Puerto Rico and the Racist, Non-Originalist Insular Cases
Michael Ramsey
At Slate, Doug Mack: The Strange Case of Puerto Rico: How a series of racist Supreme Court decisions cemented the island’s second-class status. It begins:
The devastation wrought by Hurricanes Irma and Maria has reawakened many Americans to the existence of Puerto Rico as well as the archaic laws and domineering bureaucracies that continue to burden the island. News outlets have scrambled to explain the Jones Act, the 1920 law that restricts shipping between U.S. ports, the PROMESA board that Congress set up last year to oversee Puerto Rico’s finances, and the fact that territory residents can’t vote for president.

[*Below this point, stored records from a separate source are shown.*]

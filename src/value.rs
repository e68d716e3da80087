use std::ops::Index;

use serde::{
    de::{Deserialize, Deserializer, EnumAccess, MapAccess, SeqAccess, Visitor},
    ser::{Serialize, Serializer},
};

use crate::{
    binary::Binary,
    datetime::DateTime,
    document::Document,
    extended::{
        put_string, serialize_extended, visit_extended, visit_extended_entry, CodeWithScope,
        Embedded, EXT_NAME,
    },
    marker::ElementType,
    object_id::ObjectId,
    pattern::Regex,
    timestamp::Timestamp,
};

/// Any BSON value.
#[derive(Clone, Debug, PartialEq)]
pub enum Value {
    Double(f64),
    String(String),
    Document(Document),
    Array(Vec<Value>),
    Binary(Binary),
    ObjectId(ObjectId),
    Boolean(bool),
    DateTime(DateTime),
    Null,
    Regex(Regex),
    JavaScript(String),
    JavaScriptWithScope(CodeWithScope),
    Symbol(String),
    Int32(i32),
    Timestamp(Timestamp),
    Int64(i64),
    MinKey,
    MaxKey,
}

impl Value {
    pub fn element_type(&self) -> ElementType {
        match self {
            Value::Double(_) => ElementType::Double,
            Value::String(_) => ElementType::String,
            Value::Document(_) => ElementType::Document,
            Value::Array(_) => ElementType::Array,
            Value::Binary(_) => ElementType::Binary,
            Value::ObjectId(_) => ElementType::ObjectId,
            Value::Boolean(_) => ElementType::Boolean,
            Value::DateTime(_) => ElementType::DateTime,
            Value::Null => ElementType::Null,
            Value::Regex(_) => ElementType::Regex,
            Value::JavaScript(_) => ElementType::JavaScript,
            Value::JavaScriptWithScope(_) => ElementType::JavaScriptWithScope,
            Value::Symbol(_) => ElementType::Symbol,
            Value::Int32(_) => ElementType::Int32,
            Value::Timestamp(_) => ElementType::Timestamp,
            Value::Int64(_) => ElementType::Int64,
            Value::MinKey => ElementType::MinKey,
            Value::MaxKey => ElementType::MaxKey,
        }
    }

    pub fn is_null(&self) -> bool {
        matches!(self, Value::Null)
    }

    pub fn is_document(&self) -> bool {
        matches!(self, Value::Document(_))
    }

    pub fn is_array(&self) -> bool {
        matches!(self, Value::Array(_))
    }

    pub fn as_bool(&self) -> Option<bool> {
        if let Value::Boolean(v) = self {
            Some(*v)
        } else {
            None
        }
    }

    pub fn as_i32(&self) -> Option<i32> {
        if let Value::Int32(v) = self {
            Some(*v)
        } else {
            None
        }
    }

    /// Int32 or Int64, widened.
    pub fn as_i64(&self) -> Option<i64> {
        match self {
            Value::Int32(v) => Some(*v as i64),
            Value::Int64(v) => Some(*v),
            _ => None,
        }
    }

    pub fn as_f64(&self) -> Option<f64> {
        if let Value::Double(v) = self {
            Some(*v)
        } else {
            None
        }
    }

    pub fn as_str(&self) -> Option<&str> {
        if let Value::String(v) = self {
            Some(v.as_ref())
        } else {
            None
        }
    }

    pub fn as_document(&self) -> Option<&Document> {
        if let Value::Document(v) = self {
            Some(v)
        } else {
            None
        }
    }

    pub fn as_document_mut(&mut self) -> Option<&mut Document> {
        if let Value::Document(v) = self {
            Some(v)
        } else {
            None
        }
    }

    pub fn as_array(&self) -> Option<&[Value]> {
        if let Value::Array(v) = self {
            Some(v.as_ref())
        } else {
            None
        }
    }

    pub fn as_array_mut(&mut self) -> Option<&mut Vec<Value>> {
        if let Value::Array(v) = self {
            Some(v)
        } else {
            None
        }
    }

    pub fn as_binary(&self) -> Option<&Binary> {
        if let Value::Binary(v) = self {
            Some(v)
        } else {
            None
        }
    }

    pub fn as_object_id(&self) -> Option<&ObjectId> {
        if let Value::ObjectId(v) = self {
            Some(v)
        } else {
            None
        }
    }

    pub fn as_datetime(&self) -> Option<DateTime> {
        if let Value::DateTime(v) = self {
            Some(*v)
        } else {
            None
        }
    }

    pub fn as_timestamp(&self) -> Option<Timestamp> {
        if let Value::Timestamp(v) = self {
            Some(*v)
        } else {
            None
        }
    }

    pub fn as_regex(&self) -> Option<&Regex> {
        if let Value::Regex(v) = self {
            Some(v)
        } else {
            None
        }
    }
}

impl std::default::Default for Value {
    fn default() -> Self {
        Value::Null
    }
}

pub(crate) static NULL: Value = Value::Null;

impl Index<usize> for Value {
    type Output = Value;

    fn index(&self, index: usize) -> &Self::Output {
        self.as_array().and_then(|v| v.get(index)).unwrap_or(&NULL)
    }
}

impl Index<&str> for Value {
    type Output = Value;

    fn index(&self, index: &str) -> &Self::Output {
        self.as_document().and_then(|v| v.get(index)).unwrap_or(&NULL)
    }
}

impl From<Embedded> for Value {
    fn from(v: Embedded) -> Self {
        match v {
            Embedded::Binary(v) => Value::Binary(v),
            Embedded::ObjectId(v) => Value::ObjectId(v),
            Embedded::DateTime(v) => Value::DateTime(v),
            Embedded::Regex(v) => Value::Regex(v),
            Embedded::JavaScript(v) => Value::JavaScript(v),
            Embedded::JavaScriptWithScope(v) => Value::JavaScriptWithScope(v),
            Embedded::Symbol(v) => Value::Symbol(v),
            Embedded::Timestamp(v) => Value::Timestamp(v),
            Embedded::MinKey => Value::MinKey,
            Embedded::MaxKey => Value::MaxKey,
        }
    }
}

macro_rules! impl_value_from {
    ($t: ty, $p: ident) => {
        impl From<$t> for Value {
            fn from(v: $t) -> Self {
                Value::$p(v)
            }
        }
    };
}

macro_rules! impl_value_from_integer {
    ($t: ty, $p: ident) => {
        impl From<$t> for Value {
            fn from(v: $t) -> Self {
                Value::$p(From::from(v))
            }
        }
    };
}

impl_value_from!(bool, Boolean);
impl_value_from!(f64, Double);
impl_value_from!(String, String);
impl_value_from!(Document, Document);
impl_value_from!(Vec<Value>, Array);
impl_value_from!(Binary, Binary);
impl_value_from!(ObjectId, ObjectId);
impl_value_from!(DateTime, DateTime);
impl_value_from!(Regex, Regex);
impl_value_from!(CodeWithScope, JavaScriptWithScope);
impl_value_from!(Timestamp, Timestamp);
impl_value_from!(i32, Int32);
impl_value_from!(i64, Int64);
impl_value_from_integer!(i8, Int32);
impl_value_from_integer!(i16, Int32);
impl_value_from_integer!(u8, Int32);
impl_value_from_integer!(u16, Int32);
impl_value_from_integer!(u32, Int64);
impl_value_from_integer!(f32, Double);

impl From<()> for Value {
    fn from((): ()) -> Self {
        Value::Null
    }
}

impl<'a> From<&'a str> for Value {
    fn from(v: &str) -> Self {
        Value::String(v.to_string())
    }
}

impl<'a> From<&'a [u8]> for Value {
    fn from(v: &[u8]) -> Self {
        Value::Binary(Binary::generic(v.into()))
    }
}

impl<T: Into<Value>> From<Option<T>> for Value {
    fn from(v: Option<T>) -> Self {
        v.map_or(Value::Null, Into::into)
    }
}

impl<V: Into<Value>> std::iter::FromIterator<V> for Value {
    fn from_iter<T: IntoIterator<Item = V>>(iter: T) -> Self {
        let v: Vec<Value> = iter.into_iter().map(Into::into).collect();
        Value::Array(v)
    }
}

macro_rules! impl_try_from_value {
    ($t: ty, $p: ident) => {
        impl TryFrom<Value> for $t {
            type Error = Value;
            fn try_from(v: Value) -> Result<Self, Self::Error> {
                match v {
                    Value::$p(v) => Ok(v),
                    _ => Err(v),
                }
            }
        }
    };
}

impl_try_from_value!(bool, Boolean);
impl_try_from_value!(f64, Double);
impl_try_from_value!(String, String);
impl_try_from_value!(Document, Document);
impl_try_from_value!(Vec<Value>, Array);
impl_try_from_value!(Binary, Binary);
impl_try_from_value!(ObjectId, ObjectId);
impl_try_from_value!(DateTime, DateTime);
impl_try_from_value!(Regex, Regex);
impl_try_from_value!(CodeWithScope, JavaScriptWithScope);
impl_try_from_value!(Timestamp, Timestamp);
impl_try_from_value!(i32, Int32);
impl_try_from_value!(i64, Int64);

fn serialize_string_like<S: Serializer>(
    serializer: S,
    ty: ElementType,
    v: &str,
) -> Result<S::Ok, S::Error> {
    let mut payload = Vec::with_capacity(v.len() + 5);
    put_string(&mut payload, v).map_err(serde::ser::Error::custom)?;
    serialize_extended(serializer, ty, &payload)
}

impl Serialize for Value {
    fn serialize<S: Serializer>(&self, serializer: S) -> Result<S::Ok, S::Error> {
        match self {
            Value::Double(v) => serializer.serialize_f64(*v),
            Value::String(v) => serializer.serialize_str(v),
            Value::Document(v) => v.serialize(serializer),
            Value::Array(v) => v.serialize(serializer),
            Value::Binary(v) => v.serialize(serializer),
            Value::ObjectId(v) => v.serialize(serializer),
            Value::Boolean(v) => serializer.serialize_bool(*v),
            Value::DateTime(v) => v.serialize(serializer),
            Value::Null => serializer.serialize_unit(),
            Value::Regex(v) => v.serialize(serializer),
            Value::JavaScript(v) => serialize_string_like(serializer, ElementType::JavaScript, v),
            Value::JavaScriptWithScope(v) => v.serialize(serializer),
            Value::Symbol(v) => serialize_string_like(serializer, ElementType::Symbol, v),
            Value::Int32(v) => serializer.serialize_i32(*v),
            Value::Timestamp(v) => v.serialize(serializer),
            Value::Int64(v) => serializer.serialize_i64(*v),
            Value::MinKey => serialize_extended(serializer, ElementType::MinKey, &[]),
            Value::MaxKey => serialize_extended(serializer, ElementType::MaxKey, &[]),
        }
    }
}

impl<'de> Deserialize<'de> for Value {
    fn deserialize<D: Deserializer<'de>>(deserializer: D) -> Result<Self, D::Error> {
        use std::fmt;

        struct ValueVisitor;
        impl<'de> Visitor<'de> for ValueVisitor {
            type Value = Value;

            fn expecting(&self, fmt: &mut fmt::Formatter) -> fmt::Result {
                fmt.write_str("any valid BSON Value")
            }

            fn visit_bool<E: serde::de::Error>(self, v: bool) -> Result<Self::Value, E> {
                Ok(Value::Boolean(v))
            }

            fn visit_i32<E: serde::de::Error>(self, v: i32) -> Result<Self::Value, E> {
                Ok(Value::Int32(v))
            }

            fn visit_i64<E: serde::de::Error>(self, v: i64) -> Result<Self::Value, E> {
                Ok(Value::Int64(v))
            }

            fn visit_u64<E: serde::de::Error>(self, v: u64) -> Result<Self::Value, E> {
                i64::try_from(v)
                    .map(Value::Int64)
                    .map_err(|_| E::custom(format!("{} is too large for an Int64", v)))
            }

            fn visit_f64<E: serde::de::Error>(self, v: f64) -> Result<Self::Value, E> {
                Ok(Value::Double(v))
            }

            fn visit_str<E: serde::de::Error>(self, v: &str) -> Result<Self::Value, E> {
                Ok(Value::String(v.into()))
            }

            fn visit_string<E: serde::de::Error>(self, v: String) -> Result<Self::Value, E> {
                Ok(Value::String(v))
            }

            fn visit_bytes<E: serde::de::Error>(self, v: &[u8]) -> Result<Self::Value, E> {
                Ok(Value::Binary(Binary::generic(v.into())))
            }

            fn visit_byte_buf<E: serde::de::Error>(self, v: Vec<u8>) -> Result<Self::Value, E> {
                Ok(Value::Binary(Binary::generic(v)))
            }

            fn visit_unit<E: serde::de::Error>(self) -> Result<Self::Value, E> {
                Ok(Value::Null)
            }

            fn visit_none<E: serde::de::Error>(self) -> Result<Self::Value, E> {
                Ok(Value::Null)
            }

            fn visit_some<D: Deserializer<'de>>(self, d: D) -> Result<Self::Value, D::Error> {
                Value::deserialize(d)
            }

            fn visit_seq<A: SeqAccess<'de>>(self, mut access: A) -> Result<Self::Value, A::Error> {
                // Allocate with the size hint, but be conservative. 4096 is what serde uses
                // internally for collections, so we'll do likewise.
                let mut seq = match access.size_hint() {
                    Some(size) => Vec::with_capacity(size.min(4096)),
                    None => Vec::new(),
                };
                while let Some(elem) = access.next_element()? {
                    seq.push(elem);
                }
                Ok(Value::Array(seq))
            }

            /// A map led by the reserved extended name is an extended value, not a Document.
            fn visit_map<A: MapAccess<'de>>(self, mut access: A) -> Result<Self::Value, A::Error> {
                let mut doc = Document::new();
                while let Some(key) = access.next_key::<String>()? {
                    if doc.is_empty() && key == EXT_NAME {
                        return visit_extended_entry(access).map(Value::from);
                    }
                    let val = access.next_value::<Value>()?;
                    doc.push(key, val);
                }
                Ok(Value::Document(doc))
            }

            /// Only reached for extended values: the variant is the element type, and the content
            /// is the raw payload.
            fn visit_enum<A: EnumAccess<'de>>(self, access: A) -> Result<Self::Value, A::Error> {
                visit_extended(access).map(Value::from)
            }
        }

        deserializer.deserialize_any(ValueVisitor)
    }
}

The earliest Insular Cases were decided by the same Supreme Court that allowed “separate but equal” segregation in Plessy v. Ferguson in 1896. That case was overturned, but the Insular Cases, which are built on the same racist worldview, still stand today.
And from further on:
Three years later the court considered the Americanness of individual territory residents in Gonzales v. Williams, which concerned a woman who moved from Puerto Rico to New York and was detained as an “alien immigrant.” The court ruled that she was American, sort of: She was a “noncitizen national,” a distinction new to the United States and inspired by the designations European empires used for their colonial subjects. Puerto Ricans finally gained citizenship in 1917 through legislation passed by Congress. Residents of most of the other current territories later gained it the same way, although Guamanians had to wait until 1950. The “noncitizen national” designation still holds in American Samoa, where residents are, by birth, not citizens of any country. ...
Balzac v. Porto Rico in 1922 added yet more complexity, finding that the Constitution didn’t apply in full to the territories—only “fundamental” rights were automatically in effect. ...
(Note: Doug Mack is the author The Not-Quite States of America: Dispatches from the Territories and Other Far-Flung Outposts of the USA, which sounds like a very interesting read).
As the post implies but doesn't say outright, the Insular Cases were an outrageous bit of non-originalism. The distinction between "incorporated" and "unincorporated" territories -- and the corresponding idea that only "fundamental" rights (whatever they may be) apply in the unincorporated territories -- has no basis in the Constitution's text or founding-era commentary. The opinions in the Insular Cases rest principally on pragmatism: given what the U.S. wanted to do with the territories and (even worse) who the people of the territories were, it didn't make sense to apply the same rules that the Constitution applied to (as the Court saw it) "real" Americans. And the conclusion that people born in the unincorporated territories were not U.S. citizens at birth is flatly contrary to the text of Section 1 of the Fourteenth Amendment, which says that "all" persons born "in the United States ... are citizens of the United States" -- no exception for territories where that would be inconvenient because the population is a different race or culture. True, the framers and ratifiers of the Fourteenth Amendment (and the original Constitution) presumably did not contemplate the U.S. acquiring colonial territories. But the key is not what they expected, but what they wrote and enacted. And what they wrote and enacted contained no exception for non-white territories, until the Supreme Court in the Insular Cases made one up.
I emphasize this because it's pretty easy to come up with consensus awful non-originalist opinions (Dred Scott, Korematsu) but most of them have been long since abandoned. The Insular Cases, as the post points out, still have important modern ramifications, and they too should be recognized as consensus awful non-originalist opinions.